O ministro da Educação, Ciência e Inovação, Fernando Alexandre, afirmou esta sexta-feira, em Braga, que “diz sempre a verdade” e rejeitou as críticas relacionadas com o processo de digitalização dos exames nacionais, acusando o Bloco de Esquerda de procurar “lançar a ignomínia sobre as pessoas”.
As declarações foram feitas durante uma visita à Universidade do Minho, na sequência das críticas do deputado bloquista Fabian Figueiredo, que desafiou o ministro a esclarecer a sua atuação no projeto-piloto de digitalização dos exames de Filosofia e Matemática.
“Eu digo sempre a verdade, direi sempre a verdade, não sei fazer as coisas de outra maneira”, afirmou Fernando Alexandre aos jornalistas. O governante lamentou ainda que existam partidos que, na sua opinião, tentam “lançar lama para cima das pessoas”.
“Eu lamento muito que haja partidos que, de facto, tentam lançar a ignomínia sobre as pessoas”, acrescentou.
Fernando Alexandre reiterou igualmente que o Ministério da Educação está disponível para prestar todos os esclarecimentos sobre o processo e lembrou que já esteve por três vezes no Parlamento a responder sobre o tema.
“Já fui três vezes ao Parlamento falar sobre este tema, mesmo no meio do processo. Enquanto nós estávamos a resolver o problema, eu e a minha equipa tivemos de ser desviados do problema para ir três vezes ao Parlamento”, afirmou.
O ministro garantiu ainda que todos os dados e informações serão disponibilizados, defendendo que o Governo tem atuado com transparência.
Bloco de Esquerda pede documentação sobre projeto-piloto
As declarações surgem depois de o Bloco de Esquerda ter requerido ao Ministério da Educação acesso a toda a documentação relacionada com o projeto-piloto de digitalização do exame nacional de Filosofia e da prova de Matemática do 9.º ano, bem como às cartas de demissão apresentadas por coordenadores regionais do Júri Nacional de Exames.
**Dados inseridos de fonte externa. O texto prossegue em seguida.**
//! Argument vector handed to every case process.

use std::ffi::OsString;
use std::path::Path;

/// Flags shared by every case in one run.
#[derive(Debug, Clone, Copy)]
pub struct SharedArgs<'a> {
    pub debug: bool,
    pub scratch_db: &'a Path,
    pub config: Option<&'a Path>,
    /// Global `-o` options, appended after the case's own options.
    pub options: &'a [String],
}

/// Build `-t [-d] -b <db> [-c <config>] <case opts...> <global opts...>`.
///
/// Options are not deduplicated; a case sees repeats when a suite and the
/// command line pass the same flag.
pub fn case_args(case_options: &[String], shared: &SharedArgs<'_>) -> Vec<OsString> {
    let mut args: Vec<OsString> = vec!["-t".into()];
    if shared.debug {
        args.push("-d".into());
    }
    args.push("-b".into());
    args.push(shared.scratch_db.into());
    if let Some(config) = shared.config {
        args.push("-c".into());
        args.push(config.into());
    }
    args.extend(case_options.iter().map(OsString::from));
    args.extend(shared.options.iter().map(OsString::from));
    args
}
#[test]
fn test_merge_join_truncates_to_usable_prefix() {
    // The left child can only deliver order on x: the y equality degrades
    // to a general predicate.
    let ctx = SessionCtx::default();
    let op = two_key_join(JoinType::Inner);
    let op = with_join(op, |j| {
        j.left_properties = vec![vec![col(1, "a.x")]];
        j.right_properties = vec![vec![col(11, "b.x")]];
    });
    let plans = exhaust_physical_plans(&ctx, &op, &empty_prop());

    let merges = of_kind(&plans, PhysicalOpKind::MergeJoin);
    assert_eq!(merges.len(), 1);
    let PhysicalOp::MergeJoin {
        left_keys,
        right_keys,
        other_conditions,
        ..
    } = &merges[0].op
    else {
        panic!("expected merge join");
    };
    assert_eq!(ids(left_keys), vec![1]);
    assert_eq!(ids(right_keys), vec![11]);
    assert_eq!(other_conditions.len(), 1);
}

#[test]
fn test_merge_join_outer_side_order_restrictions() {
    // A left-outer join cannot promise order on right-side keys: outer rows
    // without a match pad the right side with nulls.
    let ctx = SessionCtx::default();
    let op = two_key_join(JoinType::LeftOuter);
    let prop = sort_prop(&[col(11, "b.x")], false);
    let plans = exhaust_physical_plans(&ctx, &op, &prop);
    assert!(of_kind(&plans, PhysicalOpKind::MergeJoin).is_empty());
}

// ---------------------------------------------------------------------------
// Hint forcing
// ---------------------------------------------------------------------------

#[test]
fn test_merge_join_hint_is_exclusive() {
    let ctx = SessionCtx::default();
    let op = two_key_join(JoinType::Inner);
    let op = with_join(op, |j| {
        j.prefer_join_type = JoinHints::MERGE_JOIN;
    });
    let plans = exhaust_physical_plans(&ctx, &op, &empty_prop());
    assert!(!plans.is_empty());
    assert!(plans.iter().all(|p| p.kind() == PhysicalOpKind::MergeJoin));
}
Num requerimento dirigido ao Ministério da Educação, Ciência e Inovação, Fabian Figueiredo considera existir uma contradição entre as declarações prestadas pelo ministro no Parlamento e informações entretanto divulgadas sobre falhas verificadas no processo.
O deputado bloquista recorda que Fernando Alexandre afirmou que o Governo “não tem relatório nenhum” que identificasse falhas no projeto-piloto de correção digital do exame de Filosofia de 2025, enquanto o secretário de Estado Adjunto e da Educação terá afirmado que “o Governo não ignorou alertas”.
Segundo Fabian Figueiredo, no mesmo período foram tornadas públicas informações sobre a demissão de pelo menos três dos sete coordenadores regionais do Júri Nacional de Exames e de responsáveis por agrupamentos de exames, alegadamente após terem comunicado problemas relacionados com a digitalização das provas de Matemática do 9.º ano e Filosofia do 11.º ano.
O deputado do Bloco de Esquerda sustenta que alguns relatórios elaborados na sequência dos atrasos na divulgação das pautas de 2025 continham referências a dificuldades no acesso à plataforma de classificação, problemas no exame de Filosofia e desaparecimento de folhas de continuação, situações que voltaram a ser denunciadas no atual processo de exames nacionais.
Para Fabian Figueiredo, a eventual contradição entre as declarações políticas e a informação existente deve ser esclarecida através do acesso à documentação oficial, e não apenas por declarações públicas.
O processo dos exames nacionais continua, assim, no centro do debate político, com partidos da oposição a exigirem mais esclarecimentos sobre as falhas registadas e o Ministério da Educação a defender a atuação desenvolvida e a garantia de transparência na prestação de informações.